Chelsea Market

Chelsea Market is a multi-store building located in Manhattan, at 15th Street between 9th and 10th Avenues (75 9th Ave.). It was built in the Ninetieth Century, which makes it very old by New York standards. It first served as a bakery. Currently it’s one of the most fashionable places in New York and an absolute must-see.

When I first visited the place with my friend Mariusz, I was disappointed. In fact, we both were. We expected several floors filled with boutiques and interesting stores, which is why – after exploring the ground floor – we took the elevator up, hoping for more attractions. What we reached weren’t further shops, but instead the headquarters of the TV station NY1. Laughing at our own cunning, we took the first elevator back. Nowadays, though, I visit the place with pleasure and I’m perfectly satisfied with what the ground floor has to offer.

The exceptional nature of Chelsea Market, apart from its interior, is that it serves both as a shopping center and a place to get something to eat (to stay or to go). It’s a perfect space for gourmands.
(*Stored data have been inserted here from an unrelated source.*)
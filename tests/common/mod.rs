//! Shared helpers for integration tests: a minimal HTTP/1.1 stub server.

#![allow(dead_code)]

use std::sync::{Arc, Mutex};

use tokio::io::{AsyncReadExt, AsyncWriteExt};
use tokio::net::{TcpListener, TcpStream};

/// One request as the stub saw it.
#[derive(Debug, Clone)]
pub struct Recorded {
    pub method: String,
    pub path: String,
    pub headers: Vec<(String, String)>,
    pub body: String,
}

impl Recorded {
    /// Header value by case-insensitive name.
    pub fn header(&self, name: &str) -> Option<&str> {
        self.headers
            .iter()
            .find(|(k, _)| k.eq_ignore_ascii_case(name))
            .map(|(_, v)| v.as_str())
    }
}

/// Running stub: its base URL and every request received so far.
pub struct Stub {
    pub base_url: String,
    pub requests: Arc<Mutex<Vec<Recorded>>>,
}

impl Stub {
    pub fn recorded(&self) -> Vec<Recorded> {
        self.requests.lock().expect("requests lock").clone()
    }
}

/// What: Start a stub server answering with `route(request)`.
///
/// Inputs:
/// - `route`: Maps a request to `(status, json_body)`.
///
/// Output:
/// - Handle with the base URL (`http://127.0.0.1:<port>`).
///
/// Details:
/// - One response per connection (`Connection: close`).
pub async fn spawn_stub<F>(route: F) -> Stub
where
    F: Fn(&Recorded) -> (u16, String) + Send + Sync + 'static,
{
    let listener = TcpListener::bind("127.0.0.1:0").await.expect("bind stub");
    let addr = listener.local_addr().expect("stub addr");
    let requests = Arc::new(Mutex::new(Vec::new()));
    let route = Arc::new(route);
    let log = Arc::clone(&requests);
    tokio::spawn(async move {
        while let Ok((stream, _)) = listener.accept().await {
            let route = Arc::clone(&route);
            let log = Arc::clone(&log);
            tokio::spawn(async move {
                let _ = read_request(stream, route.as_ref(), &log).await;
            });
        }
    });
    Stub {
        base_url: format!("http://{addr}"),
        requests,
    }
}

async fn read_request<F>(
    mut stream: TcpStream,
    route: &F,
    log: &Mutex<Vec<Recorded>>,
) -> Option<()>
where
    F: Fn(&Recorded) -> (u16, String),
{
    let mut buf = Vec::new();
    let mut chunk = [0u8; 4096];
    let header_end = loop {
        let n = stream.read(&mut chunk).await.ok()?;
        if n == 0 {
            return None;
        }
        buf.extend_from_slice(&chunk[..n]);
        if let Some(pos) = buf.windows(4).position(|w| w == b"\r\n\r\n") {
            break pos + 4;
        }
    };
    let head = String::from_utf8_lossy(&buf[..header_end]).to_string();
    let mut lines = head.split("\r\n");
    let mut start = lines.next()?.split_whitespace();
    let method = start.next()?.to_string();
    let path = start.next()?.to_string();
    let headers: Vec<(String, String)> = lines
        .filter_map(|l| l.split_once(':'))
        .map(|(k, v)| (k.trim().to_string(), v.trim().to_string()))
        .collect();
    let len = headers
        .iter()
        .find(|(k, _)| k.eq_ignore_ascii_case("content-length"))
        .and_then(|(_, v)| v.parse::<usize>().ok())
        .unwrap_or(0);
    while buf.len() < header_end + len {
        let n = stream.read(&mut chunk).await.ok()?;
        if n == 0 {
            break;
        }
        buf.extend_from_slice(&chunk[..n]);
    }
    let end = buf.len().min(header_end + len);
    let body = String::from_utf8_lossy(&buf[header_end..end]).to_string();
    let req = Recorded {
        method,
        path,
        headers,
        body,
    };
    let (status, payload) = route(&req);
    log.lock().expect("requests lock").push(req);
    let reason = match status {
        200 => "OK",
        201 => "Created",
        404 => "Not Found",
        _ => "Error",
    };
    let resp = format!(
        "HTTP/1.1 {status} {reason}\r\nContent-Type: application/json; charset=utf-8\r\nContent-Length: {}\r\nConnection: close\r\n\r\n{payload}",
        payload.len()
    );
    stream.write_all(resp.as_bytes()).await.ok()?;
    stream.shutdown().await.ok()?;
    Some(())
}

/// JSON for `n` posts with ids `1..=n`, owners cycling through 1..=3.
pub fn posts_json(n: u64) -> String {
    let posts: Vec<String> = (1..=n)
        .map(|id| {
            format!(
                r#"{{"userId":{},"id":{id},"title":"title {id}","body":"body {id}"}}"#,
                (id - 1) % 3 + 1
            )
        })
        .collect();
    format!("[{}]", posts.join(","))
}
Among other establishments, you will find here The Amy’s Bread bakery (nothing of theirs has ever disappointed me, including coffee), The Lobster Place (which I still have to try), sushi, Thai cuisine and yummy chocolate chip cookies. Apart from the food, you will see work by young designers here, exhibited in a shared space (rented for a couple of months), as well as a bookstore and… a place to sharpen a blunt knife. You can hunt down some really interesting rariries here.
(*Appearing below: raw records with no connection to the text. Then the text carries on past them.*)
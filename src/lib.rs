//! Library entry for postboard exposing the runtime and core logic for
//! integration tests.

pub mod app;
pub mod args;
pub mod config;
pub mod events;
pub mod logic;
pub mod sources;
pub mod state;
pub mod theme;
pub mod ui;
It’s a perfect place, especially on a cold day – you can have breakfast here, talk with friends, visit the boutiques, stay for lunch and then continue your Manhattan walk (next to Chelsea Market there’s an entrance to the High Line). To be inside there is pure pleasure.

Higher floors are occupied by offices and the afformentioned NY1 headquarters – recently some space has been also rented out to Google.

(Side note: You better use the restroom prior to visiting the place; the lines can be annoyingly long.)